[Start of Attachment]

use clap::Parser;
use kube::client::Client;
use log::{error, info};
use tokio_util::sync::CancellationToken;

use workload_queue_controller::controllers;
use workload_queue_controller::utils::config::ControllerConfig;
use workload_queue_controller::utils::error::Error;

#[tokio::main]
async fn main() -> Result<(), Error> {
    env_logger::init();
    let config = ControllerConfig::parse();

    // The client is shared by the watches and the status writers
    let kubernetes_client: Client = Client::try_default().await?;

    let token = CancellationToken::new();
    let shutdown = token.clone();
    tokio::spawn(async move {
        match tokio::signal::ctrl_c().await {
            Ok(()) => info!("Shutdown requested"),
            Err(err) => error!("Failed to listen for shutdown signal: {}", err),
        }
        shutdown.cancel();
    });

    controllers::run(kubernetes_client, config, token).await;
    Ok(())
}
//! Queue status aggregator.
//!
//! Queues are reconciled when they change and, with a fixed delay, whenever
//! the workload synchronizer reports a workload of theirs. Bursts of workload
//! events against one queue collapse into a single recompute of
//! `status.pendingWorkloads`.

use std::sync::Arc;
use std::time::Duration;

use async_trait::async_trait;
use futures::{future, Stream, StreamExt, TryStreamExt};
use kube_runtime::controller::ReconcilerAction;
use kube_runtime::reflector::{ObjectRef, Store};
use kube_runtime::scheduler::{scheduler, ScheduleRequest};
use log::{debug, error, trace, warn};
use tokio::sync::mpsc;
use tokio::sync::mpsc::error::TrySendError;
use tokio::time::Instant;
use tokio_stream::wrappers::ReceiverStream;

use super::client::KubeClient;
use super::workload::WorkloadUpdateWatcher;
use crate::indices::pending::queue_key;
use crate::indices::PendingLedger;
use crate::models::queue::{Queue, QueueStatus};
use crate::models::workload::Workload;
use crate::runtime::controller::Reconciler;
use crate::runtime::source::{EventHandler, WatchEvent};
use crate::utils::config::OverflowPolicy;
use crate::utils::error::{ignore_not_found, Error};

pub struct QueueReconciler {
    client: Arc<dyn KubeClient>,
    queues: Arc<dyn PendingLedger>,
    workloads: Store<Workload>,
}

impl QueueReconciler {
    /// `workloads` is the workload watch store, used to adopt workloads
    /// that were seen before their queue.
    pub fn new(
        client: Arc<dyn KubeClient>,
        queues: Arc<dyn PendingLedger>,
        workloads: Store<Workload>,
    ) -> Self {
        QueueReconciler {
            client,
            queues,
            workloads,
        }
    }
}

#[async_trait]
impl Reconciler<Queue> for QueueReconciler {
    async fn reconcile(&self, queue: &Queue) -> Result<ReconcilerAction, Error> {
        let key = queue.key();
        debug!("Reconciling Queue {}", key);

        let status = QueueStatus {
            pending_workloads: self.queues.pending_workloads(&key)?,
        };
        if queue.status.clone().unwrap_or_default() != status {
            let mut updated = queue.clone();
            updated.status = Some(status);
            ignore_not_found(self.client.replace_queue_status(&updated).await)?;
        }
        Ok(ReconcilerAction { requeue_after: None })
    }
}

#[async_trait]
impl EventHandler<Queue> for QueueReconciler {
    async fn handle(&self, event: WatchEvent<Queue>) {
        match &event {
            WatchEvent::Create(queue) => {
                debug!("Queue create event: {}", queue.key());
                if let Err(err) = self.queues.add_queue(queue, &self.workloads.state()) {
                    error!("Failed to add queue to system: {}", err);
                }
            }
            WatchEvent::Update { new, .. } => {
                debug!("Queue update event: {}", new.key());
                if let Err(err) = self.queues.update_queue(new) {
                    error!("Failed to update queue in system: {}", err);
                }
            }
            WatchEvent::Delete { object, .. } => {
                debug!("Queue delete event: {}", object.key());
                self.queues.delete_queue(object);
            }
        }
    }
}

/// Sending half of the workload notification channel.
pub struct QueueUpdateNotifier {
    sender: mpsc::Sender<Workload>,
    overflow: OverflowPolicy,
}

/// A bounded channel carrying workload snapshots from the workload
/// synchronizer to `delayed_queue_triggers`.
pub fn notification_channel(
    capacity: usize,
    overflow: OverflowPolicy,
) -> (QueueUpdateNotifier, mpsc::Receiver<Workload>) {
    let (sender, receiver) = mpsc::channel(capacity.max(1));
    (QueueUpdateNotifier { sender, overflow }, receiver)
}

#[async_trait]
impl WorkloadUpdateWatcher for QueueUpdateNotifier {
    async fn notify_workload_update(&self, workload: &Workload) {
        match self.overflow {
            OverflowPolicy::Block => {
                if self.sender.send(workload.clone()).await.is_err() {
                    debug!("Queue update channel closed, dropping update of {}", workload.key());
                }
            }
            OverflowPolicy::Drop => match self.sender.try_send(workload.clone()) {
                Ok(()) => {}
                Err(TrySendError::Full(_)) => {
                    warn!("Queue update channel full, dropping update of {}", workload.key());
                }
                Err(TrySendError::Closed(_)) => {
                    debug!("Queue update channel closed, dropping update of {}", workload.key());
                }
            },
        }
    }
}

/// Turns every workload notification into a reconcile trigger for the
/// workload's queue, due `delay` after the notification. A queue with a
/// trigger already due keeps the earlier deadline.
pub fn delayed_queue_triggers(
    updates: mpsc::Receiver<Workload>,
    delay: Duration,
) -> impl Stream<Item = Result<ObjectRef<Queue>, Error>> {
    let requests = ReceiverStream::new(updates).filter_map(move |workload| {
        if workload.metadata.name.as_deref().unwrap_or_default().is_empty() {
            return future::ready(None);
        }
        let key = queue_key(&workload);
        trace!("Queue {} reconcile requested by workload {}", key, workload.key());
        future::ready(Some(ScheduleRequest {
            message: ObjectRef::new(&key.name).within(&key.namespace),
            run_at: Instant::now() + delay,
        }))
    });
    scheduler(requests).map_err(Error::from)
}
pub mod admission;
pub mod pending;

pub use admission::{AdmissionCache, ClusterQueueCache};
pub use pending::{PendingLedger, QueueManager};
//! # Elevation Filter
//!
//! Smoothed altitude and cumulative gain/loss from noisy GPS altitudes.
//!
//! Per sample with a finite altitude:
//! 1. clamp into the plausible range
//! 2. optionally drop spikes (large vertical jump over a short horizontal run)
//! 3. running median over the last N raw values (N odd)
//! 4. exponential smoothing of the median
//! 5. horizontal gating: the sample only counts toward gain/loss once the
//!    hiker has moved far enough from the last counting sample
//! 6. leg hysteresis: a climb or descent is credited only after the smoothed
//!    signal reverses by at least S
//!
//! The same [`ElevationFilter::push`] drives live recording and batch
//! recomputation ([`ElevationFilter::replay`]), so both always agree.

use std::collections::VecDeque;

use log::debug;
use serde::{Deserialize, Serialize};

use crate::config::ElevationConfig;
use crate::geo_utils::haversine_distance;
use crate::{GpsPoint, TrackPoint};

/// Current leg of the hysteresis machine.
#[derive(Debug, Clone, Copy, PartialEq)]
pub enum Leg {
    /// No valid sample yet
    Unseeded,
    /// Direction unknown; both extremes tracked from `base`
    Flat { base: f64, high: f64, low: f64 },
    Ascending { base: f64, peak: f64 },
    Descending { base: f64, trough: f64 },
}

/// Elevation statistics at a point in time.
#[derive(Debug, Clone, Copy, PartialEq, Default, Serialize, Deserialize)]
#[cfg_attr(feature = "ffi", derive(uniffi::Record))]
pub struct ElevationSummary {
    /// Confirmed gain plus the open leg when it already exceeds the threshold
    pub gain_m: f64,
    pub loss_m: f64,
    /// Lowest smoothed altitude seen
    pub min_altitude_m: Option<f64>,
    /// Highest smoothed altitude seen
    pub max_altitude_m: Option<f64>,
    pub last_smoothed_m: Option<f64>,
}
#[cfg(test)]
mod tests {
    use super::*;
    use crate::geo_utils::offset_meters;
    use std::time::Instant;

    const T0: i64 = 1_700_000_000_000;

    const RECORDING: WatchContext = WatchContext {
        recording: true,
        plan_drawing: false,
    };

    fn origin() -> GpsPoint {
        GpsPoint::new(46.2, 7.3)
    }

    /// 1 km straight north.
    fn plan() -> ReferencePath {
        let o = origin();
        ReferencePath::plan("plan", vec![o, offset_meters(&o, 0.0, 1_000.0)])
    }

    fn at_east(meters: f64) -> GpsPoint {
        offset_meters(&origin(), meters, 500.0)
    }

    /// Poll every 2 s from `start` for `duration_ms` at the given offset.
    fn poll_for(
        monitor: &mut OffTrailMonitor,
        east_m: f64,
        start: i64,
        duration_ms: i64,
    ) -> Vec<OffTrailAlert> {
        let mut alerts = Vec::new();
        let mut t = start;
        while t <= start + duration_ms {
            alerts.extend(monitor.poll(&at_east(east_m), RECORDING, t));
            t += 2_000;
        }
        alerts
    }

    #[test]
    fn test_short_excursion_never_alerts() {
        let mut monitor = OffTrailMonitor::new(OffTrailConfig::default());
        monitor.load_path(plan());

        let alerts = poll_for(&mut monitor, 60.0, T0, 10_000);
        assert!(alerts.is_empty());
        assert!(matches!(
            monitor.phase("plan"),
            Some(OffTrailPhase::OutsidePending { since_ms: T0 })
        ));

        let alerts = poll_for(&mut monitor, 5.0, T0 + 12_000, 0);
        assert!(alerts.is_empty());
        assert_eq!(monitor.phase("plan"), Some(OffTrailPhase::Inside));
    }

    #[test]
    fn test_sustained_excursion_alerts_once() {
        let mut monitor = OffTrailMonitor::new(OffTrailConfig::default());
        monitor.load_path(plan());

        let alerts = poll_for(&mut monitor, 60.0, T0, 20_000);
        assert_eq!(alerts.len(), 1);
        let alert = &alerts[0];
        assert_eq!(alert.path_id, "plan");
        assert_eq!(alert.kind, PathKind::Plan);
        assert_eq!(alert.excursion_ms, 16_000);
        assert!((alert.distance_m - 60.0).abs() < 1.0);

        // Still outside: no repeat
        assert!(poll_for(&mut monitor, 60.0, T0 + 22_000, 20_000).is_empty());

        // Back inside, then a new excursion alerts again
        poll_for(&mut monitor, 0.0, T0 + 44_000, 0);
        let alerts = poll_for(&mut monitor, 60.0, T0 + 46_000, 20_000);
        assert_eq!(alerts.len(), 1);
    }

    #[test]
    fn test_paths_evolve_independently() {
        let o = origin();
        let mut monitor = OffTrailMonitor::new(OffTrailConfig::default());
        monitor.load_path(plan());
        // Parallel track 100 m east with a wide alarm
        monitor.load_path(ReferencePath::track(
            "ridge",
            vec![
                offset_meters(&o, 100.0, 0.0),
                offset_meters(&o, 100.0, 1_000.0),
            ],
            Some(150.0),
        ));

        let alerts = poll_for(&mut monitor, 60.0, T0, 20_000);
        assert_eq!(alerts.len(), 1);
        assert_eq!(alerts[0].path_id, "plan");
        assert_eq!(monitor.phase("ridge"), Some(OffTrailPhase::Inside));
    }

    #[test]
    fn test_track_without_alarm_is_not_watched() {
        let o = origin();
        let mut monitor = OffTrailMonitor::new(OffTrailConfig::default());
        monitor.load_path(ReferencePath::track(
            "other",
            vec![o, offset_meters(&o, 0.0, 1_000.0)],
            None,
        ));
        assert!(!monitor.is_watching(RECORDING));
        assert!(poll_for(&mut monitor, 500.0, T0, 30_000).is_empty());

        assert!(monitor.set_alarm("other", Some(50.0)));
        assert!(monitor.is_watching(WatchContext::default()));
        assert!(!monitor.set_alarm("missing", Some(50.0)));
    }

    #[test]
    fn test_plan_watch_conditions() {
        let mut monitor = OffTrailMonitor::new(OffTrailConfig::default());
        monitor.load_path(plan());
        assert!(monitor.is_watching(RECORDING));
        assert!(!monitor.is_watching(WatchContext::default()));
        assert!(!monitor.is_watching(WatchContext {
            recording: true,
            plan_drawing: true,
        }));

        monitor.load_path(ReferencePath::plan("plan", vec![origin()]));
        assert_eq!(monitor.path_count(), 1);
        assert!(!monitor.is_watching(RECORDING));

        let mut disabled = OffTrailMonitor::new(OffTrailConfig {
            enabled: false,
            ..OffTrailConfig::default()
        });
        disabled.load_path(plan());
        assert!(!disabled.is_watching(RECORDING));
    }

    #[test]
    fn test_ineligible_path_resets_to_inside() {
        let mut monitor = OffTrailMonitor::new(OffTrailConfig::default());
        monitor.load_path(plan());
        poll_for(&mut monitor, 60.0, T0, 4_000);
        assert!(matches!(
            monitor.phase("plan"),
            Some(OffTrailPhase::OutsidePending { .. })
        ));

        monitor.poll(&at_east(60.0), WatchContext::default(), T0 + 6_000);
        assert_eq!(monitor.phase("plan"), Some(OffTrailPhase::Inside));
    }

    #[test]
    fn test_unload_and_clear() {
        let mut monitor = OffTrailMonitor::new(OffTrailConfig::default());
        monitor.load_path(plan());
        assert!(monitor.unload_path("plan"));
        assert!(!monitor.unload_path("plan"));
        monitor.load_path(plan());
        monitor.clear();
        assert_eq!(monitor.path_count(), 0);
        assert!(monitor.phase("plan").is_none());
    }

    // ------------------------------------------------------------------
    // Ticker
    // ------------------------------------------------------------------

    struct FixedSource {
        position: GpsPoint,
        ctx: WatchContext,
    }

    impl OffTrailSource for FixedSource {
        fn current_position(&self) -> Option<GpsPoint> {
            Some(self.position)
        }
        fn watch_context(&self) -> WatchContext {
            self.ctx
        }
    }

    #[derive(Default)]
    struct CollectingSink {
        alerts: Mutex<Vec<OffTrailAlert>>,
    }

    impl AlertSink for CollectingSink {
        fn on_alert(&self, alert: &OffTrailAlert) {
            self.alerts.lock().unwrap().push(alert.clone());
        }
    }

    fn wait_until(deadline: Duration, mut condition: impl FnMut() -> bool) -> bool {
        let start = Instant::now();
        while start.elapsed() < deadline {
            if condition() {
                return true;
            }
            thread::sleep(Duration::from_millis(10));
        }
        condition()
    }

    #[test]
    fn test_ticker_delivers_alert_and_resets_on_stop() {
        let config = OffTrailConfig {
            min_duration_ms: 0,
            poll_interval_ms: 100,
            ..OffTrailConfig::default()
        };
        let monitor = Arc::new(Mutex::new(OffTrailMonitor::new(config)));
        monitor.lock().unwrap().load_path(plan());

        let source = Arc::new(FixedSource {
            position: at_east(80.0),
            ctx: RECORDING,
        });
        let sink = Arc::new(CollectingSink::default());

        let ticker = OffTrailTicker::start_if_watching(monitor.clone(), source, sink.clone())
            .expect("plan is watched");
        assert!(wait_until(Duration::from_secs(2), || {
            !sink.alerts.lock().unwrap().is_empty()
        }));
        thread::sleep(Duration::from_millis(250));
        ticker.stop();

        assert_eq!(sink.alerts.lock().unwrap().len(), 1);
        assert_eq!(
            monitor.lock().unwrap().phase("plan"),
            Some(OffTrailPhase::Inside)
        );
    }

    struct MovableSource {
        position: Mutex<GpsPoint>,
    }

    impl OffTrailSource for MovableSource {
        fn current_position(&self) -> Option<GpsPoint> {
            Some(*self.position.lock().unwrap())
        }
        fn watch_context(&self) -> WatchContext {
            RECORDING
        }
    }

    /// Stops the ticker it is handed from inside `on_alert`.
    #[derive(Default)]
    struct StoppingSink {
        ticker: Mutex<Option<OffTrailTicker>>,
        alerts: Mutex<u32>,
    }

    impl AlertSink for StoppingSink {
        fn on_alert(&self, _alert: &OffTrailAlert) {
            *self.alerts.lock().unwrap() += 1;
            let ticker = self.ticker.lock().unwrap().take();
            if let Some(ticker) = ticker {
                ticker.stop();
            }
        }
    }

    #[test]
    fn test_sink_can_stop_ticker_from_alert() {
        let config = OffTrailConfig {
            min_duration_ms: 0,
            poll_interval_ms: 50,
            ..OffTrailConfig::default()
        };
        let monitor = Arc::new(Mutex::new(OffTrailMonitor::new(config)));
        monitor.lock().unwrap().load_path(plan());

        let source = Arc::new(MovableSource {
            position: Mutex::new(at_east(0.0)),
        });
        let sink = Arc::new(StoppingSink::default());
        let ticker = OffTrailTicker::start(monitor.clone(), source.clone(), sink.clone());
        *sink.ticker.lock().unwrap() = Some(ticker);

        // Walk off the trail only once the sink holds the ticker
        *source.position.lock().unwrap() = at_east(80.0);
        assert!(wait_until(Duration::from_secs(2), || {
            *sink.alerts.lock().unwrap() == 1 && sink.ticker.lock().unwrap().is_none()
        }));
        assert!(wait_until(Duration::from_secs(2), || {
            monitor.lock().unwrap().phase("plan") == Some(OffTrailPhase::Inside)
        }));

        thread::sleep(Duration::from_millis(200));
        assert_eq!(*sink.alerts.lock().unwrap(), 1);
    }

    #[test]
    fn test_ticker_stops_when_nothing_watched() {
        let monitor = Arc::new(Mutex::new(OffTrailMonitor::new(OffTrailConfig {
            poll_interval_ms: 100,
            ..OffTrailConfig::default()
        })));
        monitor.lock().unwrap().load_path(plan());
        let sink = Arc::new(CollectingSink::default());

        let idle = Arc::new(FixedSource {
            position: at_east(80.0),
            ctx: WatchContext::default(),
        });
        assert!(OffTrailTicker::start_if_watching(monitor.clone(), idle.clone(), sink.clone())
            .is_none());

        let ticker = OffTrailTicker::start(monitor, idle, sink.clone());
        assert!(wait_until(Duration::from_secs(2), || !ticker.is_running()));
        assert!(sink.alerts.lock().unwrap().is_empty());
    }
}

[End of Attachment]

WORK TO COMPLETE: Both end lines included, restate word for word the lines above from the line with "fixed delay, whenever" to the line with "use crate::indices::pending::queue_key;", and nothing else.

FINISHED EXERCISE:
//! Queues are reconciled when they change and, with a fixed delay, whenever
//! the workload synchronizer reports a workload of theirs. Bursts of workload
//! events against one queue collapse into a single recompute of
//! `status.pendingWorkloads`.

use std::sync::Arc;
use std::time::Duration;

use async_trait::async_trait;
use futures::{future, Stream, StreamExt, TryStreamExt};
use kube_runtime::controller::ReconcilerAction;
use kube_runtime::reflector::{ObjectRef, Store};
use kube_runtime::scheduler::{scheduler, ScheduleRequest};
use log::{debug, error, trace, warn};
use tokio::sync::mpsc;
use tokio::sync::mpsc::error::TrySendError;
use tokio::time::Instant;
use tokio_stream::wrappers::ReceiverStream;

use super::client::KubeClient;
use super::workload::WorkloadUpdateWatcher;
use crate::indices::pending::queue_key;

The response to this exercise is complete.